[Saved entries]
use crate::core::validate::FieldError;
use crate::domain::model::PaymentMethodKind;
use crate::domain::ports::PaymentForm;

/// Apple Pay / Google Pay tabs. The buttons are disabled demo placeholders
/// with nothing to validate; the engine refuses them before processing.
#[derive(Debug, Clone, Copy)]
pub struct WalletPlaceholder {
    kind: PaymentMethodKind,
}

impl WalletPlaceholder {
    pub fn apple_pay() -> Self {
        Self {
            kind: PaymentMethodKind::ApplePay,
        }
    }

    pub fn google_pay() -> Self {
        Self {
            kind: PaymentMethodKind::GooglePay,
        }
    }
}

impl PaymentForm for WalletPlaceholder {
    fn kind(&self) -> PaymentMethodKind {
        self.kind
    }

    fn validate(&self) -> Vec<FieldError> {
        Vec::new()
    }
}
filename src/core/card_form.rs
use crate::core::format::{format_card_number, format_cvc, format_expiry};
use crate::core::luhn::{luhn_valid, MIN_CARD_DIGITS};
use crate::core::network::CardNetwork;
use crate::core::validate::{
    validate_card_number, validate_cvc, validate_expiry_at, validate_name, FieldError,
};
use crate::domain::model::PaymentMethodKind;
use crate::domain::ports::PaymentForm;
use chrono::{NaiveDate, Utc};

/// State of the card tab. Every setter replaces the stored display value
/// with the formatted rendition of the latest input, so the last keystroke
/// wins. Nothing survives the form: values are dropped on reset.
#[derive(Debug, Clone, Default)]
pub struct CardForm {
    name: String,
    card_number: String,
    expiry: String,
    cvc: String,
    checksum_hint: bool,
}

impl CardForm {
    pub fn new() -> Self {
        Self::default()
    }

    pub fn input_name(&mut self, value: &str) {
        self.name = value.to_string();
    }

    pub fn input_card_number(&mut self, value: &str) {
        self.card_number = format_card_number(value);
        // Typing again clears the blur-time hint.
        self.checksum_hint = false;
    }

    pub fn input_expiry(&mut self, value: &str) {
        self.expiry = format_expiry(value);
    }

    pub fn input_cvc(&mut self, value: &str) {
        self.cvc = format_cvc(value);
    }

    /// Leaving the card field surfaces the checksum error early, but only
    /// once enough digits are present to be worth checking.
    pub fn blur_card_number(&mut self) {
        let raw = self.raw_card_number();
        self.checksum_hint = raw.len() >= MIN_CARD_DIGITS && !luhn_valid(&raw);
    }

    pub fn checksum_hint(&self) -> Option<FieldError> {
        self.checksum_hint.then_some(FieldError::CardChecksum)
    }

    /// Badge shown inside the card-number input.
    pub fn network(&self) -> Option<CardNetwork> {
        CardNetwork::detect(&self.card_number)
    }

    pub fn name(&self) -> &str {
        &self.name
    }

    pub fn card_number(&self) -> &str {
        &self.card_number
    }

    pub fn expiry(&self) -> &str {
        &self.expiry
    }

    pub fn cvc(&self) -> &str {
        &self.cvc
    }

    fn raw_card_number(&self) -> String {
        self.card_number.chars().filter(|c| !c.is_whitespace()).collect()
    }

    pub fn validate_at(&self, today: NaiveDate) -> Vec<FieldError> {
        let mut errors = Vec::new();
        if let Err(e) = validate_name(&self.name) {
            errors.push(e);
        }
        if let Err(e) = validate_card_number(&self.card_number) {
            errors.push(e);
        }
        if let Err(e) = validate_expiry_at(&self.expiry, today) {
            errors.push(e);
        }
        if let Err(e) = validate_cvc(&self.cvc) {
            errors.push(e);
        }
        errors
    }
}

impl PaymentForm for CardForm {
    fn kind(&self) -> PaymentMethodKind {
        PaymentMethodKind::Card
    }

    fn validate(&self) -> Vec<FieldError> {
        self.validate_at(Utc::now().date_naive())
    }
}

#[cfg(test)]
mod tests {
    use super::*;

    fn today() -> NaiveDate {
        NaiveDate::from_ymd_opt(2026, 8, 23).unwrap()
    }

    fn filled_form() -> CardForm {
        let mut form = CardForm::new();
        form.input_name("Jane Doe");
        form.input_card_number("4111111111111111");
        form.input_expiry("1230");
        form.input_cvc("123");
        form
    }

    #[test]
    fn test_valid_form_has_no_errors() {
        let form = filled_form();
        assert_eq!(form.card_number(), "4111 1111 1111 1111");
        assert_eq!(form.expiry(), "12/30");
        assert_eq!(form.network(), Some(CardNetwork::Visa));
        assert!(form.validate_at(today()).is_empty());
    }

    #[test]
    fn test_empty_form_collects_all_errors() {
        let form = CardForm::new();
        assert_eq!(
            form.validate_at(today()),
            vec![
                FieldError::MissingName,
                FieldError::CardTooShort,
                FieldError::MalformedExpiry,
                FieldError::CvcTooShort,
            ]
        );
    }

    #[test]
    fn test_checksum_error_on_submit() {
        let mut form = filled_form();
        form.input_card_number("4111111111111112");
        assert_eq!(form.validate_at(today()), vec![FieldError::CardChecksum]);
    }

    #[test]
    fn test_blur_hint_set_and_cleared_by_next_keystroke() {
        let mut form = CardForm::new();
        form.input_card_number("4111111111111112");
        form.blur_card_number();
        assert_eq!(form.checksum_hint(), Some(FieldError::CardChecksum));

        form.input_card_number("4111111111111111");
        assert_eq!(form.checksum_hint(), None);
    }

    #[test]
    fn test_blur_is_silent_below_length_floor() {
        let mut form = CardForm::new();
        form.input_card_number("4111");
        form.blur_card_number();
        assert_eq!(form.checksum_hint(), None);
    }

    #[test]
    fn test_last_keystroke_wins() {
        let mut form = CardForm::new();
        form.input_card_number("5500000000000004");
        assert_eq!(form.network(), Some(CardNetwork::Mastercard));
        form.input_card_number("4111");
        assert_eq!(form.card_number(), "4111");
        assert_eq!(form.network(), Some(CardNetwork::Visa));
    }
}
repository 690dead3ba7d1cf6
pub mod model;
pub mod ports;
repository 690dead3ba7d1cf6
use crate::core::validate::{validate_email, FieldError};
use crate::domain::model::PaymentMethodKind;
use crate::domain::ports::PaymentForm;

/// The Klarna tab: a single email field. Klarna handles the rest of the
/// flow on its own pages, so email shape is all we can check here.
#[derive(Debug, Clone, Default)]
pub struct KlarnaForm {
    email: String,
}

impl KlarnaForm {
    pub fn new() -> Self {
        Self::default()
    }

    pub fn input_email(&mut self, value: &str) {
        self.email = value.to_string();
    }

    pub fn email(&self) -> &str {
        &self.email
    }
}

impl PaymentForm for KlarnaForm {
    fn kind(&self) -> PaymentMethodKind {
        PaymentMethodKind::Klarna
    }

    fn validate(&self) -> Vec<FieldError> {
        match validate_email(&self.email) {
            Ok(()) => Vec::new(),
            Err(e) => vec![e],
        }
    }
}
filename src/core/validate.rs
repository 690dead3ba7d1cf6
use crate::core::luhn::{luhn_valid, MIN_CARD_DIGITS};
use chrono::{Datelike, NaiveDate, Utc};
use regex::Regex;
use serde::{Deserialize, Serialize};
use std::sync::OnceLock;
use thiserror::Error;

/// Which input the error belongs to, for inline placement.
#[derive(Debug, Clone, Copy, PartialEq, Eq, Serialize, Deserialize)]
#[serde(rename_all = "lowercase")]
pub enum Field {
    Name,
    CardNumber,
    Expiry,
    Cvc,
    Email,
    Phone,
}

/// Field-local validation errors. All are non-fatal: they are rendered next
/// to the offending input and cleared on the next keystroke.
#[derive(Error, Debug, Clone, Copy, PartialEq, Eq, Serialize, Deserialize)]
pub enum FieldError {
    #[error("Name is required")]
    MissingName,

    #[error("Invalid card number")]
    CardTooShort,

    #[error("Card number is invalid")]
    CardChecksum,

    #[error("Invalid expiry date")]
    MalformedExpiry,

    #[error("Invalid month")]
    InvalidMonth,

    #[error("Card has expired")]
    CardExpired,

    #[error("Invalid CVC")]
    CvcTooShort,

    #[error("Enter a valid email address")]
    InvalidEmail,

    #[error("Enter a valid mobile number")]
    PhoneTooShort,
}

impl FieldError {
    pub fn field(&self) -> Field {
        match self {
            FieldError::MissingName => Field::Name,
            FieldError::CardTooShort | FieldError::CardChecksum => Field::CardNumber,
            FieldError::MalformedExpiry | FieldError::InvalidMonth | FieldError::CardExpired => {
                Field::Expiry
            }
            FieldError::CvcTooShort => Field::Cvc,
            FieldError::InvalidEmail => Field::Email,
            FieldError::PhoneTooShort => Field::Phone,
        }
    }
}

pub fn validate_name(name: &str) -> Result<(), FieldError> {
    if name.trim().is_empty() {
        return Err(FieldError::MissingName);
    }
    Ok(())
}

/// `number` is the display form; spaces are stripped before checking.
pub fn validate_card_number(number: &str) -> Result<(), FieldError> {
    let raw: String = number.chars().filter(|c| !c.is_whitespace()).collect();
    if raw.len() < MIN_CARD_DIGITS {
        return Err(FieldError::CardTooShort);
    }
    if !luhn_valid(&raw) {
        return Err(FieldError::CardChecksum);
    }
    Ok(())
}

/// Validate an `MM/YY` expiry against an explicit date. Month validity is
/// checked before expiry, so `13/30` reports an invalid month rather than a
/// date comparison.
pub fn validate_expiry_at(expiry: &str, today: NaiveDate) -> Result<(), FieldError> {
    let (mm, yy) = expiry
        .split_once('/')
        .ok_or(FieldError::MalformedExpiry)?;
    if mm.len() < 2 || yy.len() < 2 {
        return Err(FieldError::MalformedExpiry);
    }
    let month: u32 = mm.parse().map_err(|_| FieldError::MalformedExpiry)?;
    let year: i32 = yy
        .parse::<i32>()
        .map(|y| 2000 + y)
        .map_err(|_| FieldError::MalformedExpiry)?;

    if !(1..=12).contains(&month) {
        return Err(FieldError::InvalidMonth);
    }
    if year < today.year() || (year == today.year() && month < today.month()) {
        return Err(FieldError::CardExpired);
    }
    Ok(())
}

pub fn validate_expiry(expiry: &str) -> Result<(), FieldError> {
    validate_expiry_at(expiry, Utc::now().date_naive())
}

pub fn validate_cvc(cvc: &str) -> Result<(), FieldError> {
    if cvc.len() < 3 {
        return Err(FieldError::CvcTooShort);
    }
    Ok(())
}

fn email_regex() -> &'static Regex {
    static RE: OnceLock<Regex> = OnceLock::new();
    RE.get_or_init(|| Regex::new(r"^[^@\s]+@[^@\s]+\.[^@\s]+$").unwrap())
}

pub fn validate_email(email: &str) -> Result<(), FieldError> {
    if !email_regex().is_match(email.trim()) {
        return Err(FieldError::InvalidEmail);
    }
    Ok(())
}

/// Danish mobile numbers are eight digits; `phone` is the display form.
pub fn validate_phone(phone: &str) -> Result<(), FieldError> {
    let raw: String = phone.chars().filter(|c| !c.is_whitespace()).collect();
    if raw.len() < 8 || !raw.bytes().all(|b| b.is_ascii_digit()) {
        return Err(FieldError::PhoneTooShort);
    }
    Ok(())
}

#[cfg(test)]
mod tests {
    use super::*;

    fn aug_2026() -> NaiveDate {
        NaiveDate::from_ymd_opt(2026, 8, 1).unwrap()
    }

    #[test]
    fn test_name() {
        assert!(validate_name("Jane Doe").is_ok());
        assert_eq!(validate_name("  "), Err(FieldError::MissingName));
    }

    #[test]
    fn test_card_number_length_then_checksum() {
        assert!(validate_card_number("4111 1111 1111 1111").is_ok());
        assert_eq!(
            validate_card_number("4111 1111 1111"),
            Err(FieldError::CardTooShort)
        );
        assert_eq!(
            validate_card_number("4111 1111 1111 1112"),
            Err(FieldError::CardChecksum)
        );
    }

    #[test]
    fn test_expiry_expired() {
        // Evaluated after January 2020, an 01/20 card is expired.
        assert_eq!(
            validate_expiry_at("01/20", aug_2026()),
            Err(FieldError::CardExpired)
        );
        // Same year, earlier month.
        assert_eq!(
            validate_expiry_at("07/26", aug_2026()),
            Err(FieldError::CardExpired)
        );
        // Current month is still accepted.
        assert!(validate_expiry_at("08/26", aug_2026()).is_ok());
        assert!(validate_expiry_at("12/30", aug_2026()).is_ok());
    }

    #[test]
    fn test_expiry_invalid_month() {
        assert_eq!(
            validate_expiry_at("13/30", aug_2026()),
            Err(FieldError::InvalidMonth)
        );
        assert_eq!(
            validate_expiry_at("00/30", aug_2026()),
            Err(FieldError::InvalidMonth)
        );
    }

    #[test]
    fn test_expiry_malformed() {
        for bad in ["", "1230", "1/30", "12/3", "12/", "ab/cd"] {
            assert_eq!(
                validate_expiry_at(bad, aug_2026()),
                Err(FieldError::MalformedExpiry),
                "expected malformed for {:?}",
                bad
            );
        }
    }

    #[test]
    fn test_cvc() {
        assert!(validate_cvc("123").is_ok());
        assert!(validate_cvc("1234").is_ok());
        assert_eq!(validate_cvc("12"), Err(FieldError::CvcTooShort));
    }

    #[test]
    fn test_email() {
        assert!(validate_email("jane@example.com").is_ok());
        assert!(validate_email(" jane@example.com ").is_ok());
        assert_eq!(validate_email("jane@example"), Err(FieldError::InvalidEmail));
        assert_eq!(validate_email("jane example.com"), Err(FieldError::InvalidEmail));
        assert_eq!(validate_email(""), Err(FieldError::InvalidEmail));
    }

    #[test]
    fn test_errors_attach_to_their_field() {
        assert_eq!(FieldError::MissingName.field(), Field::Name);
        assert_eq!(FieldError::CardTooShort.field(), Field::CardNumber);
        assert_eq!(FieldError::CardChecksum.field(), Field::CardNumber);
        assert_eq!(FieldError::InvalidMonth.field(), Field::Expiry);
        assert_eq!(FieldError::CardExpired.field(), Field::Expiry);
        assert_eq!(FieldError::CvcTooShort.field(), Field::Cvc);
        assert_eq!(FieldError::InvalidEmail.field(), Field::Email);
        assert_eq!(FieldError::PhoneTooShort.field(), Field::Phone);
    }

    #[test]
    fn test_phone() {
        assert!(validate_phone("12 34 56 78").is_ok());
        assert_eq!(validate_phone("12 34 56 7"), Err(FieldError::PhoneTooShort));
        assert_eq!(validate_phone(""), Err(FieldError::PhoneTooShort));
    }
}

What you are asked to do ▸
Search the entries for the string "filter" and return each line where it turns up.

Task solution ▸
        self.card_number.chars().filter(|c| !c.is_whitespace()).collect()
    let raw: String = number.chars().filter(|c| !c.is_whitespace()).collect();
    let raw: String = phone.chars().filter(|c| !c.is_whitespace()).collect();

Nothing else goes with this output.